Photo : PAM/Fares Khoailed
Un bateau dans le port d’Hodeïda le 26 juillet 2018. Le port est le seul moyen d'acheminer de la nourriture et du carburant à l’intérieur du Yémen.

L’ONU a besoin de 500 millions de dollars pour les six prochains mois

Pendant ce temps, un conflit politique sur les importations de carburant à Hodeïda a entraîné une grave pénurie de carburant. Cela a eu un impact sur la livraison de vivres ainsi que sur l’aide humanitaire aux hôpitaux et aux usines de traitement des eaux.

Comme pour aggraver la situation, l’aéroport de Sanaa a été fermé.

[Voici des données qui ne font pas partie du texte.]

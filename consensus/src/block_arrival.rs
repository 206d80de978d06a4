//! The recently-arrived window.
//!
//! Blocks that came in over the network in the last minute are treated
//! differently from bootstrap traffic: they seed elections, fire the
//! confirmation callback, and their forks are left for voting rather than
//! handed to the bootstrap initiator.

use raze_types::BlockHash;
use std::collections::{HashSet, VecDeque};
use std::sync::Mutex;
use std::time::{Duration, Instant};

const WINDOW: Duration = Duration::from_secs(60);

#[derive(Default)]
struct Arrivals {
    order: VecDeque<(Instant, BlockHash)>,
    hashes: HashSet<BlockHash>,
}

/// Sliding one-minute window of network-arrived block hashes.
#[derive(Default)]
pub struct BlockArrival {
    inner: Mutex<Arrivals>,
}

impl BlockArrival {
    pub fn new() -> Self {
        Self::default()
    }

    pub fn add(&self, hash: BlockHash) {
        let mut inner = self.inner.lock().unwrap_or_else(|e| e.into_inner());
        inner.order.push_back((Instant::now(), hash));
        inner.hashes.insert(hash);
    }

    /// Whether `hash` arrived over the network within the window.
    pub fn recent(&self, hash: &BlockHash) -> bool {
        let mut inner = self.inner.lock().unwrap_or_else(|e| e.into_inner());
        let cutoff = Instant::now() - WINDOW;
        while let Some((arrived, old)) = inner.order.front().copied() {
            if arrived >= cutoff {
                break;
            }
            inner.order.pop_front();
            inner.hashes.remove(&old);
        }
        inner.hashes.contains(hash)
    }
}
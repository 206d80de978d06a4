use thiserror::Error;

#[derive(Debug, Error)]
pub enum NodeError {
    #[error("ledger error: {0}")]
    Ledger(#[from] raze_ledger::LedgerError),

    #[error("config error: {0}")]
    Config(String),

    #[error("invalid representative seed: {0}")]
    InvalidSeed(String),

    #[error("IO error: {0}")]
    Io(#[from] std::io::Error),

    #[error("{0}")]
    Other(String),
}
//! Cryptographic primitives for the raze protocol.
//!
//! Blake2b digests for block hashes and proof-of-work values, Ed25519 for
//! block and vote signatures. Everything here is a pure function; key
//! generation is the only entry point that touches an RNG.

pub mod hash;
pub mod keys;
pub mod sign;

pub use hash::{blake2b_256, blake2b_256_multi, blake2b_64};
pub use keys::{generate_keypair, keypair_from_seed, public_from_private};
pub use sign::{sign_digest, verify_digest};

Ce qui a entraîné l’immobilisation des travailleurs humanitaires à l’intérieur et à l’extérieur du Yémen.

S’agissant du financement, le PAM a demandé cette année aux donateurs 2,5 milliards de dollars pour ses opérations de sécurité alimentaire. Environ la moitié de cette somme a été mise à la disposition du PAM cette année, y compris une récente contribution de 138 millions de dollars du Royaume d’Arabie saoudite.

Mais les besoins urgents de financement pour les six prochains mois s’élèvent à plus de 500 millions de dollars, dont 150 millions pour la seule période allant jusqu’à la fin de l’année. Faute de quoi, d’autres réductions de l’aide alimentaire sont attendues au cours du dernier trimestre si des fonds supplémentaires ne sont pas reçus.